● **Action item**
Would you please restate all of the data exactly?

● **Exercise input**
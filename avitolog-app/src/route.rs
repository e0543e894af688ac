//! Отображение адресной строки на экран приложения.

use tokio::sync::watch;

#[derive(Debug, Clone, PartialEq, Eq)]
/// Экран, однозначно вычисляемый из строки адреса.
pub enum Route {
    /// Главная страница со списком объявлений.
    Home,
    /// Страница объявления.
    Detail(String),
    /// Неизвестный адрес.
    NotFound,
}

impl Route {
    /// Разбирает строку адреса.
    ///
    /// Канонический разбор — по фрагменту после `#`: он делится по `/`,
    /// пустые сегменты отбрасываются. Ноль сегментов (или одинокий `ad`
    /// без идентификатора) — главная, `ad/<id>` — страница объявления,
    /// всё остальное — «не найдено». Строка без `#` разбирается как
    /// голый путь по тем же правилам.
    pub fn parse(location: &str) -> Self {
        let fragment = match location.split_once('#') {
            Some((_, fragment)) => fragment,
            None => location,
        };

        let segments: Vec<&str> = fragment.split('/').filter(|s| !s.is_empty()).collect();
        match segments.as_slice() {
            [] | ["ad"] => Self::Home,
            ["ad", id, ..] => Self::Detail((*id).to_string()),
            _ => Self::NotFound,
        }
    }
}

/// Подписывается на изменения адреса и выдаёт поток экранов.
///
/// Каждое новое значение адреса немедленно превращается в [`Route`].
/// Отписка — сброс возвращённого приёмника: когда все приёмники
/// сброшены, фоновая задача завершается.
pub fn watch_routes(mut location: watch::Receiver<String>) -> watch::Receiver<Route> {
    let initial = Route::parse(&location.borrow());
    let (tx, rx) = watch::channel(initial);

    tokio::spawn(async move {
        while location.changed().await.is_ok() {
            let route = Route::parse(&location.borrow_and_update());
            if tx.send(route).is_err() {
                break;
            }
        }
    });

    rx
}
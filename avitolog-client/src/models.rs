use chrono::{DateTime, Utc};
use serde::{Deserialize, Serialize};

/// Отображаемое значение категории «Все» — отсутствие фильтра.
pub const CATEGORY_ALL: &str = "Все";

#[derive(Debug, Clone, Copy, Default, PartialEq, Eq, Serialize, Deserialize)]
#[serde(rename_all = "lowercase")]
/// Порядок сортировки списка объявлений.
pub enum Sort {
    /// По числу просмотров, по убыванию.
    #[default]
    Popular,
    /// По дате публикации, по убыванию.
    Date,
}

impl Sort {
    /// Значение query-параметра `sort`.
    pub fn as_str(self) -> &'static str {
        match self {
            Self::Popular => "popular",
            Self::Date => "date",
        }
    }
}

#[derive(Debug, Clone, PartialEq, Eq)]
/// Параметры запроса списка объявлений.
pub struct ListQuery {
    /// Порядок сортировки.
    pub sort: Sort,
    /// Категория в отображаемом виде; пустая строка или «Все» — без фильтра.
    pub category: String,
    /// Размер страницы.
    pub limit: u32,
    /// Смещение от начала выборки; при пролистывании всегда кратно `limit`.
    pub offset: u32,
}

impl Default for ListQuery {
    fn default() -> Self {
        Self {
            sort: Sort::default(),
            category: CATEGORY_ALL.to_string(),
            limit: 20,
            offset: 0,
        }
    }
}

impl ListQuery {
    /// Пары query-параметров исходящего запроса.
    ///
    /// Пустая категория и «все» (без учёта регистра) означают отсутствие
    /// фильтра: параметр `category` в запрос не попадает вовсе.
    pub fn to_params(&self) -> Vec<(&'static str, String)> {
        let mut params = vec![
            ("sort", self.sort.as_str().to_string()),
            ("limit", self.limit.to_string()),
            ("offset", self.offset.to_string()),
        ];
        if let Some(category) = effective_category(&self.category) {
            params.push(("category", category.to_string()));
        }
        params
    }
}

/// Возвращает значение фильтра категории или `None`, если фильтра нет.
///
/// Регистронезависимое сравнение действует только для сторожевого
/// значения «все», а не для произвольных категорий.
pub fn effective_category(raw: &str) -> Option<&str> {
    let trimmed = raw.trim();
    if trimmed.is_empty() || trimmed.to_lowercase() == "все" {
        return None;
    }
    Some(trimmed)
}

#[derive(Debug, Clone, Serialize, Deserialize)]
/// Объявление, собранное с маркетплейса.
pub struct Ad {
    /// Идентификатор объявления.
    pub id: String,
    /// Заголовок; у только что распознанных объявлений может отсутствовать.
    pub title: Option<String>,
    /// Категория.
    pub category: String,
    /// Число просмотров.
    pub view_count: u64,
    /// Дата публикации на источнике (UTC), если известна.
    pub published_at: Option<DateTime<Utc>>,
    /// Ссылка на изображение, если есть.
    pub image_url: Option<String>,
    /// Исходная ссылка на объявление.
    pub source_url: String,
}

#[derive(Debug, Clone, Serialize, Deserialize)]
/// Комментарий под объявлением.
pub struct Comment {
    /// Идентификатор комментария.
    pub id: String,
    /// Логин автора.
    pub username: String,
    /// Текст комментария, не длиннее 2000 символов.
    pub text: String,
    /// Дата и время создания (UTC).
    pub created_at: DateTime<Utc>,
}

#[derive(Debug, Clone, Serialize, Deserialize)]
/// Страница списка объявлений.
pub struct AdList {
    /// Объявления текущей страницы; их не больше `limit`.
    pub results: Vec<Ad>,
    /// Общее число объявлений, подходящих под фильтр.
    pub count: u64,
    /// Размер страницы, который применил сервер.
    pub limit: u32,
    /// Смещение, которое применил сервер.
    pub offset: u32,
}

#[derive(Debug, Clone, Serialize, Deserialize)]
/// Ответ после успешной регистрации или входа.
pub struct AuthResponse {
    /// Логин пользователя.
    pub username: String,
    /// Токен авторизации.
    pub token: String,
}

#[derive(Debug, Clone, Serialize, Deserialize)]
/// Ответ `GET /api/auth/me`.
pub struct Identity {
    /// Логин текущего пользователя.
    pub username: String,
}

#[derive(Debug, Clone, PartialEq, Eq, Serialize, Deserialize)]
/// Настройки сайта.
pub struct SiteSettings {
    /// Заголовок шапки сайта.
    pub header_title: String,
}

impl SiteSettings {
    /// Запасное значение на случай недоступности `/api/settings`.
    pub fn fallback() -> Self {
        Self {
            header_title: crate::settings::DEFAULT_HEADER_TITLE.to_string(),
        }
    }
}

#[cfg(test)]
mod tests {
    use super::*;

    #[test]
    fn effective_category_skips_empty_and_whitespace() {
        assert_eq!(effective_category(""), None);
        assert_eq!(effective_category("   "), None);
    }

    #[test]
    fn effective_category_skips_sentinel_in_any_case() {
        assert_eq!(effective_category("Все"), None);
        assert_eq!(effective_category("все"), None);
        assert_eq!(effective_category("ВСЕ"), None);
        assert_eq!(effective_category("  вСе  "), None);
    }

    #[test]
    fn effective_category_keeps_real_categories() {
        assert_eq!(effective_category("Авто"), Some("Авто"));
        assert_eq!(effective_category("  Недвижимость "), Some("Недвижимость"));
    }

    #[test]
    fn to_params_omits_category_for_sentinel() {
        let query = ListQuery {
            sort: Sort::Date,
            category: "ВСЕ".to_string(),
            limit: 20,
            offset: 40,
        };

        let params = query.to_params();
        assert!(params.iter().all(|(name, _)| *name != "category"));
        assert!(params.contains(&("sort", "date".to_string())));
        assert!(params.contains(&("limit", "20".to_string())));
        assert!(params.contains(&("offset", "40".to_string())));
    }

    #[test]
    fn to_params_sends_trimmed_category() {
        let query = ListQuery {
            category: " Авто ".to_string(),
            ..ListQuery::default()
        };

        let params = query.to_params();
        assert!(params.contains(&("category", "Авто".to_string())));
    }

    #[test]
    fn default_query_has_no_filter() {
        let query = ListQuery::default();
        assert_eq!(query.sort, Sort::Popular);
        assert_eq!(query.category, CATEGORY_ALL);
        assert!(query.to_params().iter().all(|(name, _)| *name != "category"));
    }
}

● **Exercise output**
filename avitolog-app/src/route.rs
repository e0543e894af688ac
//! Отображение адресной строки на экран приложения.

use tokio::sync::watch;

#[derive(Debug, Clone, PartialEq, Eq)]
/// Экран, однозначно вычисляемый из строки адреса.
pub enum Route {
    /// Главная страница со списком объявлений.
    Home,
    /// Страница объявления.
    Detail(String),
    /// Неизвестный адрес.
    NotFound,
}

impl Route {
    /// Разбирает строку адреса.
    ///
    /// Канонический разбор — по фрагменту после `#`: он делится по `/`,
    /// пустые сегменты отбрасываются. Ноль сегментов (или одинокий `ad`
    /// без идентификатора) — главная, `ad/<id>` — страница объявления,
    /// всё остальное — «не найдено». Строка без `#` разбирается как
    /// голый путь по тем же правилам.
    pub fn parse(location: &str) -> Self {
        let fragment = match location.split_once('#') {
            Some((_, fragment)) => fragment,
            None => location,
        };

        let segments: Vec<&str> = fragment.split('/').filter(|s| !s.is_empty()).collect();
        match segments.as_slice() {
            [] | ["ad"] => Self::Home,
            ["ad", id, ..] => Self::Detail((*id).to_string()),
            _ => Self::NotFound,
        }
    }
}

/// Подписывается на изменения адреса и выдаёт поток экранов.
///
/// Каждое новое значение адреса немедленно превращается в [`Route`].
/// Отписка — сброс возвращённого приёмника: когда все приёмники
/// сброшены, фоновая задача завершается.
pub fn watch_routes(mut location: watch::Receiver<String>) -> watch::Receiver<Route> {
    let initial = Route::parse(&location.borrow());
    let (tx, rx) = watch::channel(initial);

    tokio::spawn(async move {
        while location.changed().await.is_ok() {
            let route = Route::parse(&location.borrow_and_update());
            if tx.send(route).is_err() {
                break;
            }
        }
    });

    rx
}
filename avitolog-client/src/models.rs
use chrono::{DateTime, Utc};
use serde::{Deserialize, Serialize};

/// Отображаемое значение категории «Все» — отсутствие фильтра.
pub const CATEGORY_ALL: &str = "Все";

#[derive(Debug, Clone, Copy, Default, PartialEq, Eq, Serialize, Deserialize)]
#[serde(rename_all = "lowercase")]
/// Порядок сортировки списка объявлений.
pub enum Sort {
    /// По числу просмотров, по убыванию.
    #[default]
    Popular,
    /// По дате публикации, по убыванию.
    Date,
}

impl Sort {
    /// Значение query-параметра `sort`.
    pub fn as_str(self) -> &'static str {
        match self {
            Self::Popular => "popular",
            Self::Date => "date",
        }
    }
}

#[derive(Debug, Clone, PartialEq, Eq)]
/// Параметры запроса списка объявлений.
pub struct ListQuery {
    /// Порядок сортировки.
    pub sort: Sort,
    /// Категория в отображаемом виде; пустая строка или «Все» — без фильтра.
    pub category: String,
    /// Размер страницы.
    pub limit: u32,
    /// Смещение от начала выборки; при пролистывании всегда кратно `limit`.
    pub offset: u32,
}

impl Default for ListQuery {
    fn default() -> Self {
        Self {
            sort: Sort::default(),
            category: CATEGORY_ALL.to_string(),
            limit: 20,
            offset: 0,
        }
    }
}

impl ListQuery {
    /// Пары query-параметров исходящего запроса.
    ///
    /// Пустая категория и «все» (без учёта регистра) означают отсутствие
    /// фильтра: параметр `category` в запрос не попадает вовсе.
    pub fn to_params(&self) -> Vec<(&'static str, String)> {
        let mut params = vec![
            ("sort", self.sort.as_str().to_string()),
            ("limit", self.limit.to_string()),
            ("offset", self.offset.to_string()),
        ];
        if let Some(category) = effective_category(&self.category) {
            params.push(("category", category.to_string()));
        }
        params
    }
}

/// Возвращает значение фильтра категории или `None`, если фильтра нет.
///
/// Регистронезависимое сравнение действует только для сторожевого
/// значения «все», а не для произвольных категорий.
pub fn effective_category(raw: &str) -> Option<&str> {
    let trimmed = raw.trim();
    if trimmed.is_empty() || trimmed.to_lowercase() == "все" {
        return None;
    }
    Some(trimmed)
}

#[derive(Debug, Clone, Serialize, Deserialize)]
/// Объявление, собранное с маркетплейса.
pub struct Ad {
    /// Идентификатор объявления.
    pub id: String,
    /// Заголовок; у только что распознанных объявлений может отсутствовать.
    pub title: Option<String>,
    /// Категория.
    pub category: String,
    /// Число просмотров.
    pub view_count: u64,
    /// Дата публикации на источнике (UTC), если известна.
    pub published_at: Option<DateTime<Utc>>,
    /// Ссылка на изображение, если есть.
    pub image_url: Option<String>,
    /// Исходная ссылка на объявление.
    pub source_url: String,
}

#[derive(Debug, Clone, Serialize, Deserialize)]
/// Комментарий под объявлением.
pub struct Comment {
    /// Идентификатор комментария.
    pub id: String,
    /// Логин автора.
    pub username: String,
    /// Текст комментария, не длиннее 2000 символов.
    pub text: String,
    /// Дата и время создания (UTC).
    pub created_at: DateTime<Utc>,
}

#[derive(Debug, Clone, Serialize, Deserialize)]
/// Страница списка объявлений.
pub struct AdList {
    /// Объявления текущей страницы; их не больше `limit`.
    pub results: Vec<Ad>,
    /// Общее число объявлений, подходящих под фильтр.
    pub count: u64,
    /// Размер страницы, который применил сервер.
    pub limit: u32,
    /// Смещение, которое применил сервер.
    pub offset: u32,
}

#[derive(Debug, Clone, Serialize, Deserialize)]
/// Ответ после успешной регистрации или входа.
pub struct AuthResponse {
    /// Логин пользователя.
    pub username: String,
    /// Токен авторизации.
    pub token: String,
}

#[derive(Debug, Clone, Serialize, Deserialize)]
/// Ответ `GET /api/auth/me`.
pub struct Identity {
    /// Логин текущего пользователя.
    pub username: String,
}

#[derive(Debug, Clone, PartialEq, Eq, Serialize, Deserialize)]
/// Настройки сайта.
pub struct SiteSettings {
    /// Заголовок шапки сайта.
    pub header_title: String,
}

impl SiteSettings {
    /// Запасное значение на случай недоступности `/api/settings`.
    pub fn fallback() -> Self {
        Self {
            header_title: crate::settings::DEFAULT_HEADER_TITLE.to_string(),
        }
    }
}

#[cfg(test)]
mod tests {
    use super::*;

    #[test]
    fn effective_category_skips_empty_and_whitespace() {
        assert_eq!(effective_category(""), None);
        assert_eq!(effective_category("   "), None);
    }

    #[test]
    fn effective_category_skips_sentinel_in_any_case() {
        assert_eq!(effective_category("Все"), None);
        assert_eq!(effective_category("все"), None);
        assert_eq!(effective_category("ВСЕ"), None);
        assert_eq!(effective_category("  вСе  "), None);
    }

    #[test]
    fn effective_category_keeps_real_categories() {
        assert_eq!(effective_category("Авто"), Some("Авто"));
        assert_eq!(effective_category("  Недвижимость "), Some("Недвижимость"));
    }

    #[test]
    fn to_params_omits_category_for_sentinel() {
        let query = ListQuery {
            sort: Sort::Date,
            category: "ВСЕ".to_string(),
            limit: 20,
            offset: 40,
        };

        let params = query.to_params();
        assert!(params.iter().all(|(name, _)| *name != "category"));
        assert!(params.contains(&("sort", "date".to_string())));
        assert!(params.contains(&("limit", "20".to_string())));
        assert!(params.contains(&("offset", "40".to_string())));
    }

    #[test]
    fn to_params_sends_trimmed_category() {
        let query = ListQuery {
            category: " Авто ".to_string(),
            ..ListQuery::default()
        };

        let params = query.to_params();
        assert!(params.contains(&("category", "Авто".to_string())));
    }

    #[test]
    fn default_query_has_no_filter() {
        let query = ListQuery::default();
        assert_eq!(query.sort, Sort::Popular);
        assert_eq!(query.category, CATEGORY_ALL);
        assert!(query.to_params().iter().all(|(name, _)| *name != "category"));
    }
}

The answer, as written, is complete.